0

I have the below code, and I am wondering if there is a more efficient and faster way of doing something like this for scaling purposes. This is a monitoring program, that checks for files and if it doesn't find the record already in the database, then it inserts it. But as we add on more and more directories to monitor I'm wondering about performance issues. Is there a faster way to check then using the an if not exists followed by an insert statement all in one sql command? Thank you for any suggestions.

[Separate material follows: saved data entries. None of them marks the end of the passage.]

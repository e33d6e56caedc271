//! SIR - HTTP front door
//!
//! Terminates producer writes on one endpoint and hands validated batches
//! to the backend fleet.
//!
//! # Endpoints
//!
//! - `GET|HEAD /ping` -> 204, `X-InfluxDB-Version: relay`
//! - `POST /write?db=<name>&rp=<policy>&precision=<unit>` -> 204 on
//!   accepted; 400 on missing parameters or an unparseable body; 503 when
//!   the fleet cannot take the batch; gzip request bodies supported
//! - `GET /status` -> 200, the fleet's alias -> status JSON
//! - `/query` -> 403 (queries are not relayed)
//! - anything else -> 404 `{"error":"invalid endpoint"}`
//!
//! # Example
//!
//! ```ignore
//! let fleet = Arc::new(Fleet::from_config(&config)?);
//! let listener = HttpListener::new(config.listener.clone(), fleet);
//! listener.run(cancel).await?;
//! ```

mod error;
mod handlers;
mod response;

use std::sync::Arc;

use async_trait::async_trait;
use axum::Router;
use axum::http::HeaderValue;
use axum::middleware::{self, Next};
use axum::response::Response;
use axum::routing::{any, get, post};
use sir_backend::Fleet;
use sir_config::ListenerConfig;
use sir_protocol::Batch;
use tokio::net::TcpListener;
use tokio_util::sync::CancellationToken;

pub use error::ListenerError;

use handlers::{not_found, ping, query, status, write};

/// Every response identifies the relay to influx-aware clients.
const VERSION_HEADER: &str = "x-influxdb-version";
const VERSION_VALUE: &str = "relay";

/// What the front door needs from the backend: take a batch, report status
///
/// The fleet is the production implementation; tests substitute their own.
#[async_trait]
pub trait Backend: Send + Sync + 'static {
    /// Relay one batch to every matching endpoint
    async fn post(&self, batch: &Batch) -> sir_backend::Result<()>;

    /// JSON document mapping alias to status name
    fn status(&self) -> String;
}

#[async_trait]
impl Backend for Fleet {
    async fn post(&self, batch: &Batch) -> sir_backend::Result<()> {
        Fleet::post(self, batch).await
    }

    fn status(&self) -> String {
        Fleet::status(self)
    }
}

/// Shared handler state
pub(crate) struct ListenerState {
    pub(crate) backend: Option<Arc<dyn Backend>>,
    pub(crate) default_retention_policy: String,
    pub(crate) log_connections: bool,
    pub(crate) debug: bool,
}

/// The HTTP front door
pub struct HttpListener {
    config: ListenerConfig,
    backend: Option<Arc<dyn Backend>>,
}

impl HttpListener {
    /// Create a listener relaying to `backend`
    pub fn new(config: ListenerConfig, backend: Arc<dyn Backend>) -> Self {
        Self {
            config,
            backend: Some(backend),
        }
    }

    /// Create a listener with no backend attached
    ///
    /// Writes are accepted and dropped; `/status` answers `{}`.
    pub fn without_backend(config: ListenerConfig) -> Self {
        Self {
            config,
            backend: None,
        }
    }

    /// Bind address
    pub fn addr(&self) -> &str {
        &self.config.addr
    }

    /// Serve until cancelled
    ///
    /// # Errors
    ///
    /// Returns [`ListenerError::Bind`] when the address cannot be bound,
    /// or [`ListenerError::Serve`] when the server loop fails.
    pub async fn run(self, shutdown: CancellationToken) -> Result<(), ListenerError> {
        let addr = self.config.addr.clone();
        let listener = TcpListener::bind(&addr)
            .await
            .map_err(|e| ListenerError::Bind {
                addr: addr.clone(),
                source: e,
            })?;

        tracing::info!(addr = %addr, "front door listening");

        let app = self.into_router();
        axum::serve(listener, app)
            .with_graceful_shutdown(async move { shutdown.cancelled().await })
            .await?;

        tracing::info!(addr = %addr, "front door stopped");
        Ok(())
    }

    /// Build the axum router for this listener
    pub fn into_router(self) -> Router {
        let state = Arc::new(ListenerState {
            backend: self.backend,
            default_retention_policy: self.config.retention_policy.clone(),
            log_connections: self.config.log,
            debug: self.config.debug,
        });
        build_router(state)
    }
}

pub(crate) fn build_router(state: Arc<ListenerState>) -> Router {
    Router::new()
        .route("/ping", get(ping))
        .route("/write", post(write))
        .route("/status", get(status))
        .route("/query", any(query))
        .fallback(not_found)
        .layer(middleware::from_fn_with_state(
            Arc::clone(&state),
            log_connection,
        ))
        .layer(middleware::map_response(add_version_header))
        .with_state(state)
}

async fn add_version_header(mut response: Response) -> Response {
    response
        .headers_mut()
        .insert(VERSION_HEADER, HeaderValue::from_static(VERSION_VALUE));
    response
}

async fn log_connection(
    axum::extract::State(state): axum::extract::State<Arc<ListenerState>>,
    request: axum::extract::Request,
    next: Next,
) -> Response {
    if state.log_connections {
        tracing::info!(
            method = %request.method(),
            uri = %request.uri(),
            "connection"
        );
    }
    next.run(request).await
}
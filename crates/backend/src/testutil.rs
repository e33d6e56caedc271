//! In-process mock downstream server for endpoint and fleet tests
//!
//! Speaks just enough of the write API for the relay to talk to it:
//! `GET /ping` and `POST /write`, both answering 204 while healthy and
//! 503 while not. Health is toggled from the test body to drive the
//! endpoint state machine.

use std::net::SocketAddr;
use std::sync::Arc;
use std::sync::atomic::{AtomicBool, AtomicU64, Ordering};

use axum::Router;
use axum::extract::State;
use axum::http::StatusCode;
use axum::routing::{get, post};
use parking_lot::Mutex;
use tokio::net::TcpListener;
use tokio::task::JoinHandle;

#[derive(Clone)]
struct MockState {
    healthy: Arc<AtomicBool>,
    writes: Arc<AtomicU64>,
    bodies: Arc<Mutex<Vec<String>>>,
}

/// A downstream server the tests can make healthy or unhealthy at will
pub struct MockDownstream {
    addr: SocketAddr,
    state: MockState,
    task: JoinHandle<()>,
}

impl MockDownstream {
    pub async fn start() -> Self {
        let state = MockState {
            healthy: Arc::new(AtomicBool::new(true)),
            writes: Arc::new(AtomicU64::new(0)),
            bodies: Arc::new(Mutex::new(Vec::new())),
        };

        let app = Router::new()
            .route("/ping", get(ping))
            .route("/write", post(write))
            .with_state(state.clone());

        let listener = TcpListener::bind("127.0.0.1:0").await.unwrap();
        let addr = listener.local_addr().unwrap();
        let task = tokio::spawn(async move {
            let _ = axum::serve(listener, app).await;
        });

        Self { addr, state, task }
    }

    pub fn port(&self) -> u16 {
        self.addr.port()
    }

    pub fn set_healthy(&self, healthy: bool) {
        self.state.healthy.store(healthy, Ordering::SeqCst);
    }

    pub fn write_count(&self) -> u64 {
        self.state.writes.load(Ordering::SeqCst)
    }

    pub fn bodies(&self) -> Vec<String> {
        self.state.bodies.lock().clone()
    }
}

impl Drop for MockDownstream {
    fn drop(&mut self) {
        self.task.abort();
    }
}

async fn ping(State(state): State<MockState>) -> StatusCode {
    if state.healthy.load(Ordering::SeqCst) {
        StatusCode::NO_CONTENT
    } else {
        StatusCode::SERVICE_UNAVAILABLE
    }
}

async fn write(State(state): State<MockState>, body: String) -> StatusCode {
    if state.healthy.load(Ordering::SeqCst) {
        state.writes.fetch_add(1, Ordering::SeqCst);
        state.bodies.lock().push(body);
        StatusCode::NO_CONTENT
    } else {
        StatusCode::SERVICE_UNAVAILABLE
    }
}
//! SIR - Configuration
//!
//! TOML-based configuration with sensible defaults: a relay should run from
//! a couple of lines of config. Only specify what you need to change.
//!
//! # Parsing
//!
//! Use the `FromStr` trait to parse configuration:
//!
//! ```
//! use sir_config::Config;
//! use std::str::FromStr;
//!
//! let config = Config::from_str("[server.local]\nport = 8086").unwrap();
//! assert_eq!(config.server.len(), 1);
//! ```
//!
//! # Example Minimal Config
//!
//! ```toml
//! [listener]
//! addr = "0.0.0.0:8186"
//!
//! [server.local]
//! server_name = "localhost"
//! port = 8086
//! ```
//!
//! Every duration field accepts human-readable strings (`"30s"`, `"5m"`).

mod error;
mod internal;
mod listener;
mod server;

use std::collections::HashMap;
use std::fs;
use std::path::Path;
use std::str::FromStr;

use serde::Deserialize;

pub use error::{ConfigError, Result};
pub use internal::InternalConfig;
pub use listener::ListenerConfig;
pub use server::ServerConfig;

/// Main configuration structure
///
/// All sections are optional with defaults.
#[derive(Debug, Clone, Default, Deserialize)]
#[serde(default)]
pub struct Config {
    /// Verbose logging for every component that doesn't set its own flag
    pub debug: bool,

    /// Front-door HTTP listener
    pub listener: ListenerConfig,

    /// Self-telemetry loop
    pub internal: InternalConfig,

    /// Downstream servers, keyed by `[server.<key>]`
    pub server: HashMap<String, ServerConfig>,
}

impl Config {
    /// Load configuration from a TOML file
    ///
    /// # Errors
    ///
    /// Returns an error when the file cannot be read, contains invalid
    /// TOML, or fails validation.
    pub fn from_file<P: AsRef<Path>>(path: P) -> Result<Self> {
        let path = path.as_ref();
        let contents = fs::read_to_string(path).map_err(|e| ConfigError::Io {
            path: path.display().to_string(),
            source: e,
        })?;
        Self::from_str(&contents)
    }

    fn parse(s: &str) -> Result<Self> {
        let mut config: Config = toml::from_str(s)?;
        config.normalize();
        config.validate()?;
        Ok(config)
    }

    /// Fill empty aliases from the server table keys
    fn normalize(&mut self) {
        for (key, server) in &mut self.server {
            if server.alias.is_empty() {
                server.alias = key.clone();
            }
        }
    }

    /// Validate the configuration
    ///
    /// Checks for duplicate aliases across server entries, missing
    /// downstream host names, and db_regex patterns that do not compile.
    fn validate(&self) -> Result<()> {
        let mut seen = Vec::with_capacity(self.server.len());
        for server in self.server.values() {
            if seen.contains(&server.alias.as_str()) {
                return Err(ConfigError::DuplicateAlias {
                    alias: server.alias.clone(),
                });
            }
            seen.push(&server.alias);

            if server.server_name.is_empty() {
                return Err(ConfigError::MissingServerName {
                    alias: server.alias.clone(),
                });
            }

            for pattern in &server.db_regex {
                regex::Regex::new(pattern).map_err(|e| ConfigError::InvalidRegex {
                    alias: server.alias.clone(),
                    pattern: pattern.clone(),
                    source: e,
                })?;
            }
        }
        Ok(())
    }

    /// The configured servers, in no particular order
    pub fn servers(&self) -> impl Iterator<Item = &ServerConfig> {
        self.server.values()
    }
}

impl FromStr for Config {
    type Err = ConfigError;

    fn from_str(s: &str) -> Result<Self> {
        Self::parse(s)
    }
}
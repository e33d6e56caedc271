//! Self-telemetry configuration

use serde::Deserialize;
use std::time::Duration;

/// `[internal]` section: self-telemetry written back through the relay
///
/// When enabled, the fleet harvests its own counters every `frequency` and
/// posts them as a write batch addressed to `database`. The database must
/// match at least one endpoint's `db_regex` or every tick logs a no-route
/// error.
///
/// # Example
///
/// ```toml
/// [internal]
/// enable = true
/// database = "internal"
/// frequency = "60s"
/// ```
#[derive(Debug, Clone, Deserialize)]
#[serde(default)]
pub struct InternalConfig {
    /// Enable the telemetry loop
    /// Default: false
    pub enable: bool,

    /// Database the telemetry batches are addressed to
    /// Default: internal
    pub database: String,

    /// Harvest period
    /// Default: 60s
    #[serde(with = "humantime_serde")]
    pub frequency: Duration,
}

impl Default for InternalConfig {
    fn default() -> Self {
        Self {
            enable: false,
            database: "internal".into(),
            frequency: Duration::from_secs(60),
        }
    }
}
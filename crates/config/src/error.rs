//! Configuration error types

use std::io;
use thiserror::Error;

/// Result type for configuration operations
pub type Result<T> = std::result::Result<T, ConfigError>;

/// Errors that can occur when loading or validating configuration
#[derive(Debug, Error)]
pub enum ConfigError {
    /// Failed to read the configuration file
    #[error("failed to read config file '{path}': {source}")]
    Io {
        /// Path to the file
        path: String,
        /// Underlying IO error
        #[source]
        source: io::Error,
    },

    /// Failed to parse TOML
    #[error("failed to parse config: {0}")]
    Parse(#[from] toml::de::Error),

    /// Two `[server.<key>]` entries resolved to the same alias
    #[error("duplicate server alias '{alias}'")]
    DuplicateAlias {
        /// The conflicting alias
        alias: String,
    },

    /// A `db_regex` pattern does not compile
    #[error("server '{alias}' has invalid db_regex '{pattern}': {source}")]
    InvalidRegex {
        /// Server alias
        alias: String,
        /// The offending pattern
        pattern: String,
        /// Underlying regex error
        #[source]
        source: regex::Error,
    },

    /// A server entry is missing its downstream address
    #[error("server '{alias}' is missing 'server_name'")]
    MissingServerName {
        /// Server alias
        alias: String,
    },
}
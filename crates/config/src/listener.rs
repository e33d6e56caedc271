//! Front-door listener configuration

use serde::Deserialize;
use std::time::Duration;

/// `[listener]` section: the HTTP front door
///
/// # Example
///
/// ```toml
/// [listener]
/// addr = "0.0.0.0:8186"
/// retention_policy = "autogen"
/// timeout = "60s"
/// log = true
/// ```
#[derive(Debug, Clone, Deserialize)]
#[serde(default)]
pub struct ListenerConfig {
    /// Bind address
    /// Default: 127.0.0.1:8186
    pub addr: String,

    /// Retention policy applied to writes that omit `rp`
    /// Default: autogen
    pub retention_policy: String,

    /// Request timeout
    /// Default: 60s
    #[serde(with = "humantime_serde")]
    pub timeout: Duration,

    /// Log every incoming connection
    pub log: bool,

    /// Verbose request handling logs
    pub debug: bool,
}

impl Default for ListenerConfig {
    fn default() -> Self {
        Self {
            addr: "127.0.0.1:8186".into(),
            retention_policy: "autogen".into(),
            timeout: Duration::from_secs(60),
            log: false,
            debug: false,
        }
    }
}
/// One downstream time-series server
pub struct Endpoint {
    alias: String,
    db_regex: Vec<Regex>,
    base_url: String,
    username: Option<String>,
    password: Option<String>,
    timeout: Duration,
    unsafe_ssl: bool,
    ping_frequency: Duration,
    debug: bool,

    status: StatusCell,
    client: RwLock<Option<reqwest::Client>>,

    /// Admission control: holds a permit for every in-flight write
    permits: Semaphore,
    num_rq: usize,

    counters: Mutex<PostCounters>,

    bufferer: Option<Arc<Bufferer>>,

    shutdown: CancellationToken,
    ping_nudge: Notify,
}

SqlCommand cmd = new SqlCommand("if not exists (select File_Name from [table].[dbo].[tablename] " +
    "where Workflow_Step_Name=@iWorkflow_Step_Name and File_Name=@latestfile) INSERT INTO " +
    "[table].[dbo].[tablename] (Workflow_Name,Workflow_Step_Name,Creation_Date,File_Name,File_Path,File_Size,Insert_TimeStamp,Workflow_Id,Batch_Id) " +
    "Values(@iWorkflow_Name,@iWorkflow_Step_Name,@lastUpdated,@latestfile,@iFolder_Path,@fileSize,@timestamp,@iworkflow_Id,@batch_id)");

cmd.Connection = myConnection;
cmd.Parameters.AddWithValue("@iWorkflow_Name", i.Workflow_Name);
cmd.Parameters.AddWithValue("@iWorkflow_Step_Name", i.Workflow_Step_Name);
cmd.Parameters.AddWithValue("@lastUpdated", lastupdated);
cmd.Parameters.AddWithValue("@latestfile", latestfile);
cmd.Parameters.AddWithValue("@iFolder_Path", i.Folder_Path);
cmd.Parameters.AddWithValue("@fileSize", fileSize);
cmd.Parameters.AddWithValue("@timestamp", DateTime.UtcNow);
cmd.Parameters.AddWithValue("@iworkflow_Id", i.Workflow_Id);
cmd.Parameters.AddWithValue("@batch_id", batchId);

myConnection.Open();
cmd.ExecuteNonQuery();

myConnection.Close();
Uwe Keim
  • 39,551
  • 56
  • 175
  • 291
zsebacher
  • 11
  • 1

1 Answers1

1

This is a clear example of anti-pattern.

You shouldn't enforce uniqueness by searching for similar rows and then inserting, since it's always subject to multi-user/multi-thread issues. You cannot make it error proof and will always be unsafe. Another user may insert a row in the millisecond it takes between the check and the insert.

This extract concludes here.